▸ RECORDS SUPPLIED:
use nalgebra_glm as glm;

use crate::mesh::VertexAttribute;

/// Attribute layouts shared by the demo vertex tables.
pub const POS_COLOR: [VertexAttribute; 2] = [VertexAttribute::new(0, 3), VertexAttribute::new(1, 3)];
pub const POS_COLOR_UV_NORMAL: [VertexAttribute; 4] = [
    VertexAttribute::new(0, 3),
    VertexAttribute::new(1, 3),
    VertexAttribute::new(2, 2),
    VertexAttribute::new(3, 3),
];
pub const POS_ONLY: [VertexAttribute; 1] = [VertexAttribute::new(0, 3)];

/// Unit quad with per-corner colors (red, green, blue, purple).
#[rustfmt::skip]
pub const COLORED_QUAD_VERTICES: [f32; 24] = [
    -0.5, -0.5, 0.0,   1.0, 0.0, 0.0,
    -0.5,  0.5, 0.0,   0.0, 1.0, 0.0,
     0.5, -0.5, 0.0,   0.0, 0.0, 1.0,
     0.5,  0.5, 0.0,   1.0, 0.0, 1.0,
];

pub const QUAD_INDICES: [u32; 6] = [0, 1, 2, 1, 2, 3];

/// Same quad with UVs and a +Z normal, for the lit demos. The normal is
/// carried into world space by the per-face model matrix.
#[rustfmt::skip]
pub const LIT_QUAD_VERTICES: [f32; 44] = [
    -0.5, -0.5, 0.0,   1.0, 0.0, 0.0,   0.0, 0.0,   0.0, 0.0, 1.0,
    -0.5,  0.5, 0.0,   0.0, 1.0, 0.0,   0.0, 1.0,   0.0, 0.0, 1.0,
     0.5, -0.5, 0.0,   0.0, 0.0, 1.0,   1.0, 0.0,   0.0, 0.0, 1.0,
     0.5,  0.5, 0.0,   1.0, 0.0, 1.0,   1.0, 1.0,   0.0, 0.0, 1.0,
];

/// Single leaning triangle used four times to build the textured pyramid.
#[rustfmt::skip]
pub const PYRAMID_FACE_VERTICES: [f32; 33] = [
    -0.5, -0.5, 0.0,   1.0, 0.0, 0.0,   0.0, 0.0,   0.0, 0.0, 1.0,
     0.0,  0.5, 0.0,   0.0, 1.0, 0.0,   0.5, 1.0,   0.0, 0.0, 1.0,
     0.5, -0.5, 0.0,   0.0, 0.0, 1.0,   1.0, 0.0,   0.0, 0.0, 1.0,
];

pub const TRIANGLE_INDICES: [u32; 3] = [0, 1, 2];

/// Position-only shapes for the white "lamp" markers at light positions.
#[rustfmt::skip]
pub const LAMP_TRIANGLE_VERTICES: [f32; 9] = [
    -0.5, -0.5, 0.0,
     0.0,  0.5, 0.0,
     0.5, -0.5, 0.0,
];

#[rustfmt::skip]
pub const LAMP_QUAD_VERTICES: [f32; 12] = [
    -0.5, -0.5, 0.0,
    -0.5,  0.5, 0.0,
     0.5, -0.5, 0.0,
     0.5,  0.5, 0.0,
];

/// The milestone "lapis" profile: a colored kite over a long stem, swept
/// around the Y axis in 60 degree steps.
#[rustfmt::skip]
pub const LAPIS_VERTICES: [f32; 30] = [
    -0.25, -0.5,  0.435,   1.0, 0.0, 0.0,
     0.0,   0.25, 0.0,     0.0, 1.0, 0.0,
     0.25, -0.5,  0.435,   0.0, 0.0, 1.0,
     0.25, -3.0,  0.435,   1.0, 0.0, 1.0,
    -0.25, -3.0,  0.435,   1.0, 0.0, 1.0,
];

pub const LAPIS_INDICES: [u32; 9] = [0, 1, 2, 2, 4, 3, 2, 4, 0];

pub const LAPIS_SWEEP_DEG: [f32; 6] = [0.0, 60.0, 120.0, 180.0, 240.0, 300.0];

/// Lapis profile with UVs and normals, for the lit tabletop scene. The V
/// coordinates run past 1.0 so the texture repeats down the stem.
#[rustfmt::skip]
pub const TEXTURED_LAPIS_VERTICES: [f32; 55] = [
    -0.25, -0.5,  0.435,   1.0, 0.0, 0.0,   0.0, 3.0,     0.0, 0.0, 1.0,
     0.0,   0.25, 0.0,     0.0, 1.0, 0.0,   0.5, 3.435,   0.0, 0.0, 1.0,
     0.25, -0.5,  0.435,   0.0, 0.0, 1.0,   1.0, 3.0,     0.0, 0.0, 1.0,
     0.25, -3.0,  0.435,   1.0, 0.0, 1.0,   1.0, 0.0,     0.0, 0.0, 1.0,
    -0.25, -3.0,  0.435,   1.0, 0.0, 1.0,   0.0, 0.0,     0.0, 0.0, 1.0,
];

/// Same profile flattened at the top (the apex sits at rim height), so the
/// sweep closes into a hexagonal cylinder instead of a spike.
#[rustfmt::skip]
pub const CYLINDER_VERTICES: [f32; 55] = [
    -0.25, -0.5,  0.435,   1.0, 0.0, 0.0,   0.0, 3.0,     0.0, 0.0, 1.0,
     0.0,  -0.5,  0.0,     0.0, 1.0, 0.0,   0.5, 3.435,   0.0, 1.0, 0.0,
     0.25, -0.5,  0.435,   0.0, 0.0, 1.0,   1.0, 3.0,     0.0, 0.0, 1.0,
     0.25, -3.0,  0.435,   1.0, 0.0, 1.0,   1.0, 0.0,     0.0, 0.0, 1.0,
    -0.25, -3.0,  0.435,   1.0, 0.0, 1.0,   0.0, 0.0,     0.0, 0.0, 1.0,
];

/// One wall-plus-roof slice of the rectangular prism: an upright quad with
/// an apex vertex pulled back to the sweep axis.
#[rustfmt::skip]
pub const PRISM_VERTICES: [f32; 55] = [
    -0.5, 0.0, 0.5,   1.0, 0.0, 0.0,   0.0, 0.0,   0.0, 0.0, 1.0,
    -0.5, 0.5, 0.5,   0.0, 1.0, 0.0,   0.0, 1.0,   0.0, 0.0, 1.0,
     0.5, 0.5, 0.5,   0.0, 0.0, 1.0,   1.0, 1.0,   0.0, 0.0, 1.0,
     0.5, 0.0, 0.5,   1.0, 0.0, 1.0,   1.0, 0.0,   0.0, 0.0, 1.0,
     0.0, 0.5, 0.0,   1.0, 0.0, 1.0,   0.5, 1.0,   0.0, 1.0, 0.0,
];

pub const PRISM_INDICES: [u32; 9] = [0, 1, 2, 0, 2, 3, 1, 4, 2];

pub const PRISM_SWEEP_DEG: [f32; 4] = [0.0, 90.0, 180.0, -90.0];

/// Flat brown ground plane under the milestone shape.
#[rustfmt::skip]
pub const GROUND_PLANE_VERTICES: [f32; 24] = [
    -5.0, -3.0,  5.0,   0.57, 0.31, 0.14,
     5.0, -3.0,  5.0,   0.57, 0.31, 0.14,
     5.0, -3.0, -5.0,   0.57, 0.31, 0.14,
    -5.0, -3.0, -5.0,   0.57, 0.31, 0.14,
];

pub const GROUND_PLANE_INDICES: [u32; 6] = [0, 1, 2, 0, 2, 3];

/// Tabletop: the same y = -3 plane with UVs and a +Y normal so it takes a
/// wood texture and lighting.
#[rustfmt::skip]
pub const TABLETOP_VERTICES: [f32; 44] = [
    -5.0, -3.0,  5.0,   0.57, 0.31, 0.14,   0.0, 0.0,   0.0, 1.0, 0.0,
     5.0, -3.0, -5.0,   0.57, 0.31, 0.14,   1.0, 1.0,   0.0, 1.0, 0.0,
     5.0, -3.0,  5.0,   0.57, 0.31, 0.14,   1.0, 0.0,   0.0, 1.0, 0.0,
    -5.0, -3.0, -5.0,   0.57, 0.31, 0.14,   0.0, 1.0,   0.0, 1.0, 0.0,
];

pub const TABLETOP_INDICES: [u32; 6] = [0, 1, 2, 0, 1, 3];

/// Placement of one quad/triangle instance: translate, then rotate about
/// world Y, then tilt about X, matching the order the demos apply.
#[derive(Debug, Clone, Copy)]
pub struct FaceTransform {
    pub position: [f32; 3],
    pub yaw_deg: f32,
    pub tilt_deg: f32,
}

impl FaceTransform {
    pub const fn new(position: [f32; 3], yaw_deg: f32, tilt_deg: f32) -> Self {
        Self {
            position,
            yaw_deg,
            tilt_deg,
        }
    }

    pub fn model_matrix(&self) -> glm::Mat4 {
        let mut model = glm::Mat4::identity();
        model = glm::translate(
            &model,
            &glm::vec3(self.position[0], self.position[1], self.position[2]),
        );
        model = glm::rotate(&model, self.yaw_deg.to_radians(), &glm::vec3(0.0, 1.0, 0.0));
        model = glm::rotate(&model, self.tilt_deg.to_radians(), &glm::vec3(1.0, 0.0, 0.0));
        model
    }
}

/// Four upright planes ringed around the origin (camera controls demo).
pub const PLANE_RING: [FaceTransform; 4] = [
    FaceTransform::new([0.0, 0.0, 0.5], 0.0, 0.0),
    FaceTransform::new([0.5, 0.0, 0.0], 90.0, 0.0),
    FaceTransform::new([0.0, 0.0, -0.5], 0.0, 0.0),
    FaceTransform::new([-0.5, 0.0, 0.0], 90.0, 0.0),
];

/// Six quads assembled into a unit cube.
pub const CUBE_FACES: [FaceTransform; 6] = [
    FaceTransform::new([0.0, 0.0, 0.5], 0.0, 0.0),
    FaceTransform::new([0.5, 0.0, 0.0], 90.0, 0.0),
    FaceTransform::new([0.0, 0.0, -0.5], 180.0, 0.0),
    FaceTransform::new([-0.5, 0.0, 0.0], -90.0, 0.0),
    FaceTransform::new([0.0, 0.5, 0.0], 0.0, -90.0),
    FaceTransform::new([0.0, -0.5, 0.0], 0.0, 90.0),
];

/// Four leaning triangles forming the textured pyramid shell.
pub const PYRAMID_FACES: [FaceTransform; 4] = [
    FaceTransform::new([0.0, 0.0, 0.25], 0.0, -30.0),
    FaceTransform::new([0.25, 0.0, 0.0], 90.0, -30.0),
    FaceTransform::new([0.0, 0.0, -0.25], 180.0, -30.0),
    FaceTransform::new([-0.25, 0.0, 0.0], 270.0, -30.0),
];

#[cfg(test)]
mod tests {
    use super::*;
    use nalgebra_glm as glm;

    #[test]
    fn index_tables_stay_within_their_vertex_tables() {
        assert!(QUAD_INDICES.iter().all(|&i| (i as usize) < 4));
        assert!(LAPIS_INDICES.iter().all(|&i| (i as usize) < 5));
        assert!(PRISM_INDICES.iter().all(|&i| (i as usize) < 5));
        assert!(GROUND_PLANE_INDICES.iter().all(|&i| (i as usize) < 4));
        assert!(TABLETOP_INDICES.iter().all(|&i| (i as usize) < 4));
    }

    #[test]
    fn vertex_tables_match_their_layouts() {
        assert_eq!(COLORED_QUAD_VERTICES.len() % 6, 0);
        assert_eq!(LIT_QUAD_VERTICES.len() % 11, 0);
        assert_eq!(PYRAMID_FACE_VERTICES.len() % 11, 0);
        assert_eq!(LAPIS_VERTICES.len() % 6, 0);
        assert_eq!(TEXTURED_LAPIS_VERTICES.len() % 11, 0);
        assert_eq!(CYLINDER_VERTICES.len() % 11, 0);
        assert_eq!(PRISM_VERTICES.len() % 11, 0);
        assert_eq!(TABLETOP_VERTICES.len() % 11, 0);
    }

    #[test]
    fn cylinder_shares_the_lapis_profile_except_the_apex() {
        for (i, (c, l)) in CYLINDER_VERTICES
            .iter()
            .zip(TEXTURED_LAPIS_VERTICES.iter())
            .enumerate()
        {
            let vertex = i / 11;
            if vertex == 1 {
                continue;
            }
            assert_eq!(c, l, "component {i} diverges outside the apex vertex");
        }
        // Apex drops from the peak to rim height on the sweep axis.
        assert_eq!(CYLINDER_VERTICES[11..14], [0.0, -0.5, 0.0]);
    }

    #[test]
    fn cube_top_face_points_up() {
        // Tilting the +Z-facing quad by -90 degrees about X must carry its
        // normal to +Y.
        let top = &CUBE_FACES[4];
        let model = top.model_matrix();
        let normal = model * glm::vec4(0.0, 0.0, 1.0, 0.0);
        assert!(normal.x.abs() < 1e-6);
        assert!((normal.y - 1.0).abs() < 1e-6);
        assert!(normal.z.abs() < 1e-6);
    }

    #[test]
    fn face_transform_translates_after_rotation() {
        let face = FaceTransform::new([1.0, 2.0, 3.0], 90.0, 0.0);
        let model = face.model_matrix();
        let origin = model * glm::vec4(0.0, 0.0, 0.0, 1.0);
        assert!((origin.x - 1.0).abs() < 1e-6);
        assert!((origin.y - 2.0).abs() < 1e-6);
        assert!((origin.z - 3.0).abs() < 1e-6);
    }
}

▸ WORK INSTRUCTIONS: After locating the line containing "let face = FaceTransform::new([1.0, 2.0, 3.0], 90.0, 0.0);", write out that line and all remaining lines of the records exactly, with nothing added.

▸ OUTPUT BELOW:
        let face = FaceTransform::new([1.0, 2.0, 3.0], 90.0, 0.0);
        let model = face.model_matrix();
        let origin = model * glm::vec4(0.0, 0.0, 0.0, 1.0);
        assert!((origin.x - 1.0).abs() < 1e-6);
        assert!((origin.y - 2.0).abs() < 1e-6);
        assert!((origin.z - 3.0).abs() < 1e-6);
    }
}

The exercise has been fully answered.